1. Самое первое, изначальное непереводимое есть множественность языков: вслед за фон Гумбольдтом сразу же назовем ее разнообразием языков, различием между языками; оно свидетельствует о радикальной разнородности, в силу которой любой перевод заведомо невозможен. Разнообразие проявляется на всех уровнях языка: в фонетическом и артикуляционном членении на основе фонетических структур; в лексическом членении, противопоставляющем друг другу не отдельные слова разных языков, но их лексические системы в целом, поскольку значение всякого слова существует внутри сети различий и синонимов; в синтаксическом членении, затрагивающем, к примеру, глагольные системы, расположение во времени какого-либо события, методы описания последовательности действий. Больше того, языки различаются не только по способу членения реальности, но и по манере ее воссоздания в речи; в этой связи Бенвенист, возражая Соссюру, отмечает, что основной единицей значащего языка является фраза, а не слово, поскольку природа слова противоречива. Итак, фраза сводит воедино говорящего, слушающего, сообщение, которое что-то означает, и референта, то есть того, о ком идет речь (кто-то говорит кому-то что-то о чем-то согласно семантическим правилам). Как раз на этом уровне вновь возникает настораживающая непереводимость; дело не только в членении реальности, но в связи смысла с референтом, в том, что говорится, по отношению к тому, о чем говорится; все фразы в мире порхают вокруг людей подобно бабочкам, которых никак не удается поймать. Но и это не все, более того, это еще не самое страшное: всякая фраза есть короткая речь, вырванная из более длинной речи – из текста. Переводчикам хорошо об этом известно: наши тексты суть перевод текстов, а вовсе не фраз или слов. Тексты же, в свою очередь, входят в культурные системы, выражающие то или иное видение мира; кстати, различные видения мира порой противостоят друг другу даже в пределах одной простейшей системы фонологического, лексического, синтаксического членения, так что культура народа или общности предстает в виде сети тайно или открыто противопоставленных друг другу видений мира; взять хотя бы западный мир с его последовательными заимствованиями — у древнегреческой, древнеримской, древнееврейской культуры; с его противоречащими друг другу периодами самоосмысления — от Средних веков к Возрождению и Реформации, к веку Просвещения, к романтизму.

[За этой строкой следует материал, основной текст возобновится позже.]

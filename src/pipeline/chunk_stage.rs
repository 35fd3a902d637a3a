//! Stage 2: score passages and emit the final ranking.
//!
//! ```text
//! combined = chunk_weight * semantic
//!          + document_weight * doc_score
//!          + quality_weight * chunk_quality
//! ```

use std::cmp::Ordering;

use crate::config::ChunkStageConfig;
use crate::scoring::ScoringService;
use crate::scoring::quality::chunk_boost;
use crate::types::{Chunk, ChunkInfo, RankedResult, ScoreSource, ScoredChunk};

#[derive(Debug, Clone)]
pub struct ChunkStage {
    config: ChunkStageConfig,
}

impl ChunkStage {
    pub fn new(config: ChunkStageConfig) -> Self {
        Self { config }
    }

    /// Score every chunk and return the top N as ranked results.
    pub async fn run(
        &self,
        scoring: &ScoringService,
        query: &str,
        chunks: Vec<Chunk>,
        reference_year: i32,
    ) -> (Vec<RankedResult>, ScoreSource) {
        let texts: Vec<String> = chunks.iter().map(|c| c.text.clone()).collect();
        let batch = scoring.score("chunk", query, &texts).await;
        let total = chunks.len();
        let results = self.rank(self.combine(chunks, &batch.scores, reference_year));

        tracing::debug!(
            stage = "chunk",
            scored = total,
            returned = results.len(),
            source = %batch.source,
            "chunk stage complete"
        );
        (results, batch.source)
    }

    /// Fuse chunk relevance, inherited document score and chunk quality.
    pub fn combine(
        &self,
        chunks: Vec<Chunk>,
        semantic: &[f64],
        reference_year: i32,
    ) -> Vec<ScoredChunk> {
        chunks
            .into_iter()
            .enumerate()
            .map(|(i, chunk)| {
                let semantic_score = semantic.get(i).copied().unwrap_or(0.0).clamp(0.0, 1.0);
                let quality_boost = chunk_boost(&chunk, reference_year);
                let combined_score = (self.config.chunk_weight * semantic_score
                    + self.config.document_weight * chunk.doc_score.clamp(0.0, 1.0)
                    + self.config.quality_weight * quality_boost)
                    .clamp(0.0, 1.0);
                ScoredChunk {
                    chunk,
                    semantic_score,
                    quality_boost,
                    combined_score,
                }
            })
            .collect()
    }

    /// Sort descending, keep the top N and assign ranks 1..=N.
    pub fn rank(&self, mut scored: Vec<ScoredChunk>) -> Vec<RankedResult> {
        scored.sort_by(|a, b| {
            b.combined_score
                .partial_cmp(&a.combined_score)
                .unwrap_or(Ordering::Equal)
        });
        scored.truncate(self.config.top_n);
        scored
            .into_iter()
            .enumerate()
            .map(|(i, s)| RankedResult {
                rank: i + 1,
                score: s.combined_score,
                source: s.chunk.source,
                id: s.chunk.id,
                title: s.chunk.title,
                text: s.chunk.text,
                metadata: s.chunk.metadata,
                chunk_info: ChunkInfo {
                    section: s.chunk.section,
                    chunk_index: s.chunk.chunk_index,
                },
            })
            .collect()
    }
}

#[cfg(test)]
mod tests {
    use super::*;
    use crate::types::Metadata;

    const YEAR: i32 = 2024;

    fn chunk(id: &str, section: &str, text: &str, doc_score: f64) -> Chunk {
        Chunk {
            source: "pubmed".into(),
            id: id.into(),
            title: "t".into(),
            text: text.into(),
            metadata: Metadata::new(),
            section: section.into(),
            chunk_index: 0,
            doc_score,
        }
    }

    fn stage(top_n: usize) -> ChunkStage {
        ChunkStage::new(ChunkStageConfig {
            top_n,
            ..Default::default()
        })
    }

    #[test]
    fn combine_uses_documented_weights() {
        let scored = stage(10).combine(vec![chunk("1", "results", "x", 0.8)], &[0.6], YEAR);
        let q = scored[0].quality_boost;
        let expected = 0.45 * 0.6 + 0.35 * 0.8 + 0.20 * q;
        assert!((scored[0].combined_score - expected).abs() < 1e-9);
    }

    #[test]
    fn results_section_outranks_introduction_all_else_equal() {
        let scored = stage(10).combine(
            vec![chunk("1", "introduction", "x", 0.5), chunk("1", "results", "x", 0.5)],
            &[0.5, 0.5],
            YEAR,
        );
        assert!(scored[1].combined_score > scored[0].combined_score);
    }

    #[test]
    fn rank_truncates_and_numbers_contiguously() {
        let chunks: Vec<Chunk> = (0..15)
            .map(|i| chunk(&i.to_string(), "abstract", "x", i as f64 / 20.0))
            .collect();
        let scores = vec![0.5; 15];
        let stage = stage(10);
        let results = stage.rank(stage.combine(chunks, &scores, YEAR));

        assert_eq!(results.len(), 10);
        assert_eq!(
            results.iter().map(|r| r.rank).collect::<Vec<_>>(),
            (1..=10).collect::<Vec<_>>()
        );
        assert_eq!(results[0].id, "14");
        assert!(results.windows(2).all(|w| w[0].score >= w[1].score));
    }

    #[test]
    fn fewer_chunks_than_n_returns_all() {
        let stage = stage(10);
        let chunks = vec![chunk("1", "results", "x", 0.5)];
        let results = stage.rank(stage.combine(chunks, &[0.5], YEAR));
        assert_eq!(results.len(), 1);
        assert_eq!(results[0].rank, 1);
        assert_eq!(results[0].chunk_info.section, "results");
    }

    #[tokio::test]
    async fn run_prefers_relevant_passages() {
        let chunks = vec![
            chunk("1", "results", "Statins reduced cardiovascular mortality.", 0.5),
            chunk("2", "results", "The cafeteria menu changed in spring.", 0.5),
        ];
        let (results, source) = stage(10)
            .run(&ScoringService::lexical_only(), "statins cardiovascular mortality", chunks, YEAR)
            .await;
        assert_eq!(source, ScoreSource::Lexical);
        assert_eq!(results[0].id, "1");
    }
}
//! Reranking configuration with sensible defaults.
//!
//! [`RerankConfig`] is the whole configuration surface: remote scoring,
//! stage sizes, fusion weights, chunking, priority source and enrichment.
//! Every section deserialises with `#[serde(default)]`, so a TOML file only
//! needs the keys it wants to change.

use serde::{Deserialize, Serialize};
use std::path::Path;
use std::time::Duration;

use crate::error::{RerankError, Result};

/// Default HuggingFace inference endpoint for the cross-encoder.
pub const DEFAULT_ENDPOINT_URL: &str =
    "https://api-inference.huggingface.co/models/BAAI/bge-reranker-v2-m3";

/// Default cross-encoder model identifier.
pub const DEFAULT_MODEL: &str = "BAAI/bge-reranker-v2-m3";

/// Top-level configuration for a [`RerankEngine`](crate::RerankEngine).
#[derive(Debug, Clone, Default, PartialEq, Serialize, Deserialize)]
#[serde(default)]
pub struct RerankConfig {
    /// Year used as "now" by recency decay. `None` reads the system clock.
    pub reference_year: Option<i32>,
    /// Remote cross-encoder settings.
    pub remote: RemoteConfig,
    /// Stage-1 (document triage) settings.
    pub document_stage: DocumentStageConfig,
    /// Stage-2 (chunk re-scoring) settings.
    pub chunk_stage: ChunkStageConfig,
    /// Sliding-window chunking settings.
    pub chunking: ChunkingConfig,
    /// Priority-source settings.
    pub priority: PriorityConfig,
    /// Full-text enrichment settings.
    pub enrichment: EnrichmentConfig,
}

/// Remote cross-encoder configuration.
#[derive(Debug, Clone, PartialEq, Serialize, Deserialize)]
#[serde(default)]
pub struct RemoteConfig {
    /// Whether the remote scorer is attempted at all.
    pub enabled: bool,
    /// Inference endpoint receiving batched `{text, text_pair}` pairs.
    pub endpoint_url: String,
    /// Model identifier, used for logging and cache keys.
    pub model: String,
    /// Bearer token. Never logged.
    #[serde(skip_serializing_if = "Option::is_none")]
    pub api_key: Option<String>,
    /// Number of pairs per request.
    pub batch_size: usize,
    /// Per-request timeout in milliseconds.
    pub timeout_ms: u64,
    /// Query is truncated to this many characters before sending.
    pub max_query_chars: usize,
    /// Each document is truncated to this many characters before sending.
    pub max_document_chars: usize,
    /// How long remote scores are cached. 0 disables caching.
    pub cache_ttl_seconds: u64,
    /// Maximum number of cached scores.
    pub cache_capacity: u64,
    /// Custom User-Agent. `None` uses the crate name and version.
    #[serde(skip_serializing_if = "Option::is_none")]
    pub user_agent: Option<String>,
}

impl Default for RemoteConfig {
    fn default() -> Self {
        Self {
            enabled: false,
            endpoint_url: DEFAULT_ENDPOINT_URL.to_owned(),
            model: DEFAULT_MODEL.to_owned(),
            api_key: None,
            batch_size: 32,
            timeout_ms: 10_000,
            max_query_chars: 512,
            max_document_chars: 2_000,
            cache_ttl_seconds: 600,
            cache_capacity: 10_000,
            user_agent: None,
        }
    }
}

impl RemoteConfig {
    /// Per-request timeout as a [`Duration`].
    pub fn timeout(&self) -> Duration {
        Duration::from_millis(self.timeout_ms)
    }
}

/// Stage-1 configuration.
///
/// `combined = semantic_weight * semantic + quality_weight * quality (+ priority boost)`
#[derive(Debug, Clone, PartialEq, Serialize, Deserialize)]
#[serde(default)]
pub struct DocumentStageConfig {
    /// Number of documents kept after stage 1 (K).
    pub top_k: usize,
    pub semantic_weight: f64,
    pub quality_weight: f64,
    /// Body characters appended to the title when building composite text.
    pub max_body_chars: usize,
}

impl Default for DocumentStageConfig {
    fn default() -> Self {
        Self {
            top_k: 20,
            semantic_weight: 0.70,
            quality_weight: 0.25,
            max_body_chars: 2_000,
        }
    }
}

/// Stage-2 configuration. The three weights must sum to 1.0.
#[derive(Debug, Clone, PartialEq, Serialize, Deserialize)]
#[serde(default)]
pub struct ChunkStageConfig {
    /// Number of passages returned (N).
    pub top_n: usize,
    pub chunk_weight: f64,
    pub document_weight: f64,
    pub quality_weight: f64,
}

impl Default for ChunkStageConfig {
    fn default() -> Self {
        Self {
            top_n: 10,
            chunk_weight: 0.45,
            document_weight: 0.35,
            quality_weight: 0.20,
        }
    }
}

/// Sliding-window chunking configuration, in characters.
#[derive(Debug, Clone, PartialEq, Serialize, Deserialize)]
#[serde(default)]
pub struct ChunkingConfig {
    pub chunk_size: usize,
    pub chunk_overlap: usize,
}

impl Default for ChunkingConfig {
    fn default() -> Self {
        Self {
            chunk_size: 1000,
            chunk_overlap: 200,
        }
    }
}

/// Priority-source configuration.
///
/// The priority source receives `boost` once, in the stage-1 combine, and
/// is guaranteed up to `cap` slots in the stage-1 selection.
#[derive(Debug, Clone, PartialEq, Serialize, Deserialize)]
#[serde(default)]
pub struct PriorityConfig {
    /// Source tag treated as priority. `None` disables both effects.
    pub source: Option<String>,
    /// Flat additive stage-1 bonus.
    pub boost: f64,
    /// Maximum number of guaranteed stage-1 slots.
    pub cap: usize,
}

impl Default for PriorityConfig {
    fn default() -> Self {
        Self {
            source: Some("indian_guidelines".to_owned()),
            boost: 0.15,
            cap: 15,
        }
    }
}

/// Full-text enrichment configuration.
#[derive(Debug, Clone, PartialEq, Serialize, Deserialize)]
#[serde(default)]
pub struct EnrichmentConfig {
    pub enabled: bool,
    /// Per-document enrichment timeout in milliseconds.
    pub timeout_ms: u64,
}

impl Default for EnrichmentConfig {
    fn default() -> Self {
        Self {
            enabled: true,
            timeout_ms: 15_000,
        }
    }
}

impl EnrichmentConfig {
    pub fn timeout(&self) -> Duration {
        Duration::from_millis(self.timeout_ms)
    }
}

fn check_weight(name: &str, value: f64) -> Result<()> {
    if !value.is_finite() || !(0.0..=1.0).contains(&value) {
        return Err(RerankError::Config(format!(
            "{name} must be within [0, 1], got {value}"
        )));
    }
    Ok(())
}

impl RerankConfig {
    /// Validates this configuration, returning an error if any field is invalid.
    ///
    /// Checks:
    /// - `top_k`, `top_n`, `batch_size`, `timeout_ms` and `chunk_size` must be > 0
    /// - `chunk_overlap * 2` must be < `chunk_size`
    /// - every weight must be finite and within [0, 1]
    /// - chunk-stage weights must sum to 1.0
    /// - an enabled remote scorer needs a non-empty endpoint URL
    pub fn validate(&self) -> Result<()> {
        if self.document_stage.top_k == 0 {
            return Err(RerankError::Config("top_k must be greater than 0".into()));
        }
        if self.chunk_stage.top_n == 0 {
            return Err(RerankError::Config("top_n must be greater than 0".into()));
        }
        if self.remote.batch_size == 0 {
            return Err(RerankError::Config(
                "batch_size must be greater than 0".into(),
            ));
        }
        if self.remote.timeout_ms == 0 {
            return Err(RerankError::Config(
                "timeout_ms must be greater than 0".into(),
            ));
        }
        if self.remote.enabled && self.remote.endpoint_url.trim().is_empty() {
            return Err(RerankError::Config(
                "endpoint_url must be set when remote scoring is enabled".into(),
            ));
        }
        if self.chunking.chunk_size == 0 {
            return Err(RerankError::Config(
                "chunk_size must be greater than 0".into(),
            ));
        }
        if self.chunking.chunk_overlap.saturating_mul(2) >= self.chunking.chunk_size {
            return Err(RerankError::Config(
                "chunk_overlap must be less than half of chunk_size".into(),
            ));
        }
        if self.enrichment.enabled && self.enrichment.timeout_ms == 0 {
            return Err(RerankError::Config(
                "enrichment timeout_ms must be greater than 0".into(),
            ));
        }

        check_weight("semantic_weight", self.document_stage.semantic_weight)?;
        check_weight("document quality_weight", self.document_stage.quality_weight)?;
        check_weight("priority boost", self.priority.boost)?;
        check_weight("chunk_weight", self.chunk_stage.chunk_weight)?;
        check_weight("document_weight", self.chunk_stage.document_weight)?;
        check_weight("chunk quality_weight", self.chunk_stage.quality_weight)?;

        let chunk_sum = self.chunk_stage.chunk_weight
            + self.chunk_stage.document_weight
            + self.chunk_stage.quality_weight;
        if (chunk_sum - 1.0).abs() > 1e-6 {
            return Err(RerankError::Config(format!(
                "chunk stage weights must sum to 1.0, got {chunk_sum}"
            )));
        }
        Ok(())
    }

    /// Load configuration from a TOML file, falling back to defaults for missing fields.
    ///
    /// # Errors
    ///
    /// Returns an error if the file cannot be read or parsed.
    pub fn from_file(path: &Path) -> Result<Self> {
        let content = std::fs::read_to_string(path)?;
        toml::from_str(&content).map_err(|e| RerankError::Config(e.to_string()))
    }

    /// Save configuration to a TOML file, creating parent directories as needed.
    ///
    /// # Errors
    ///
    /// Returns an error if the file cannot be written or the config cannot be serialized.
    pub fn save_to_file(&self, path: &Path) -> Result<()> {
        if let Some(parent) = path.parent() {
            std::fs::create_dir_all(parent)?;
        }
        let content =
            toml::to_string_pretty(self).map_err(|e| RerankError::Config(e.to_string()))?;
        std::fs::write(path, content)?;
        Ok(())
    }

    /// Apply overrides from the process environment.
    ///
    /// See [`apply_overrides_from`](Self::apply_overrides_from) for the
    /// recognised variables.
    pub fn apply_env_overrides(&mut self) {
        self.apply_overrides_from(|key| std::env::var(key).ok());
    }

    /// Apply overrides from an arbitrary key lookup.
    ///
    /// Recognised keys: `RERANK_REMOTE_ENABLED`, `HUGGINGFACE_API_KEY`,
    /// `BGE_MODEL_NAME`, `RERANK_ENDPOINT_URL`, `BGE_BATCH_SIZE_CPU`,
    /// `BGE_MAX_SEQUENCE_LENGTH` (query character cap), `RERANK_TIMEOUT_MS`,
    /// `STAGE1_TOP_DOCUMENTS`, `STAGE2_TOP_CHUNKS`, `CHUNK_SIZE`,
    /// `CHUNK_OVERLAP`, `RERANK_PRIORITY_SOURCE`.
    /// Unparseable values are logged and ignored.
    pub fn apply_overrides_from<F>(&mut self, lookup: F)
    where
        F: Fn(&str) -> Option<String>,
    {
        if let Some(v) = parse_override::<bool, _>(&lookup, "RERANK_REMOTE_ENABLED") {
            self.remote.enabled = v;
        }
        if let Some(key) = lookup("HUGGINGFACE_API_KEY").filter(|k| !k.trim().is_empty()) {
            self.remote.api_key = Some(key.trim().to_owned());
        }
        if let Some(model) = lookup("BGE_MODEL_NAME").filter(|m| !m.trim().is_empty()) {
            self.remote.model = model.trim().to_owned();
        }
        if let Some(url) = lookup("RERANK_ENDPOINT_URL").filter(|u| !u.trim().is_empty()) {
            self.remote.endpoint_url = url.trim().to_owned();
        }
        if let Some(v) = parse_override(&lookup, "BGE_BATCH_SIZE_CPU") {
            self.remote.batch_size = v;
        }
        if let Some(v) = parse_override(&lookup, "BGE_MAX_SEQUENCE_LENGTH") {
            self.remote.max_query_chars = v;
        }
        if let Some(v) = parse_override(&lookup, "RERANK_TIMEOUT_MS") {
            self.remote.timeout_ms = v;
        }
        if let Some(v) = parse_override(&lookup, "STAGE1_TOP_DOCUMENTS") {
            self.document_stage.top_k = v;
        }
        if let Some(v) = parse_override(&lookup, "STAGE2_TOP_CHUNKS") {
            self.chunk_stage.top_n = v;
        }
        if let Some(v) = parse_override(&lookup, "CHUNK_SIZE") {
            self.chunking.chunk_size = v;
        }
        if let Some(v) = parse_override(&lookup, "CHUNK_OVERLAP") {
            self.chunking.chunk_overlap = v;
        }
        if let Some(source) = lookup("RERANK_PRIORITY_SOURCE") {
            let source = source.trim();
            self.priority.source = if source.is_empty() || source.eq_ignore_ascii_case("none") {
                None
            } else {
                Some(source.to_owned())
            };
        }
    }
}

fn parse_override<T, F>(lookup: &F, key: &str) -> Option<T>
where
    T: std::str::FromStr,
    F: Fn(&str) -> Option<String>,
{
    let raw = lookup(key)?;
    match raw.trim().parse::<T>() {
        Ok(v) => Some(v),
        Err(_) => {
            tracing::warn!(key, "ignoring unparseable config override");
            None
        }
    }
}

Эти размышления заставляют меня сделать вывод: задача переводчика выстраивается не от слова к фразе, тексту, культурной системе, но в противоположном направлении: прочтя великое множество текстов, пропитавшись духом их культуры, переводчик движется от текста к фразе и слову. Завершающее действие, финальное решение связано с составлением словаря, подбором слов; это финальный этап, на котором окончательно оформляется невозможность перевода.
2. Я говорил об изначальном непереводимом. Чтобы добраться до конечного непереводимого, рожденного переводом, нужно рассказать о том, как работает перевод. Ведь перевод существует. Переводили всегда: всегда были торговцы, путешественники, послы, шпионы, помогавшие удовлетворить потребность в общении между людьми за пределами языковой общности — одной из основных составляющих социальной сплоченности и идентичности группы. Представители одной культуры всегда знали, что существуют чужаки, обычаи и язык которых отличаются от их собственных. Чужак неизменно вызывал тревогу: значит, есть иные уклады жизни, отличные от нашего? Перевод всегда был ответом, пусть и неполным, на это «испытание чужим». В основе перевода лежит прежде всего любопытство: как можно быть персом, спрашивает рационалист XVIII века? Нам знаком парадокс Монтескье: вообразить составленное персом описание нравов представителя греко-латинской, западной культуры, христианина, суеверного рационалиста. Как раз к этому любопытству по отношению к чужому и прибавляется то, что Антуан Берман в своей книге «Испытание чужим», называет желанием переводить.
Как действует переводчик? Я намеренно употребляю глагол «действовать», ведь именно действие, требующее теоретического обоснования, позволяет переводчику преодолеть препятствие, больше того, обойти теоретическое противоречие, которое являет собой принципиальная непереводимость с одного языка на другой. В предыдущей главе2 я говорил о попытках найти теоретическое решение альтернативе между принципиальной невозможностью перевода и его существованием на практике: об обращении к языку оригинала и о создании искусственного языка, авантюре, в которую ввязался Умберто Эко в «Поисках совершенного языка в европейской культуре». Я не стану повторять аргументы, объясняющие крах обеих этих попыток, и говорить о произвольности при воссоздании первоначального языка, который, кстати, так и не удается обнаружить. Вполне возможно, такой язык – чистый вымысел: мечта об историческом обосновании происхождения человека; отчаянный отказ от истинного человеческого бытия, а именно от множественности на всех уровнях существования; множественности, наиболее тревожащее проявление которой и есть разнообразие языков: почему языков так много? Ответ: потому. В силу исторических причин, а вовсе не по воле случая — полагать так было бы ошибкой, — мы, говоря словами Джорджа Стайнера, живем «после Вавилона». Что же касается идеального языка, к примеру, искусственно созданного, то для начала никому пока не удалось его написать, поскольку никто не способен составить исчерпывающий список простых понятий и дополнить его универсальной, оригинальной методикой словопроизводства; к тому же разрыв между гипотетическим искусственным языком и естественными языками с их отличительными чертами и странностями действительно непреодолим. Добавим к этому все не похожие друг на друга способы, которыми разные языки выражают связь значения с референтом при описании чего-то действительно существующего и чего-то отличного от действительно существующего, возможного, невероятного, утопического или даже тайного, невыразимого, — иначе говоря, всего того, что не может быть передано словами. Присущий каждому языку спор с тайным, скрытым, загадочным, невыразимым словами и есть то самое непередаваемое, прочнее всего укоренившееся, изначально непереводимое.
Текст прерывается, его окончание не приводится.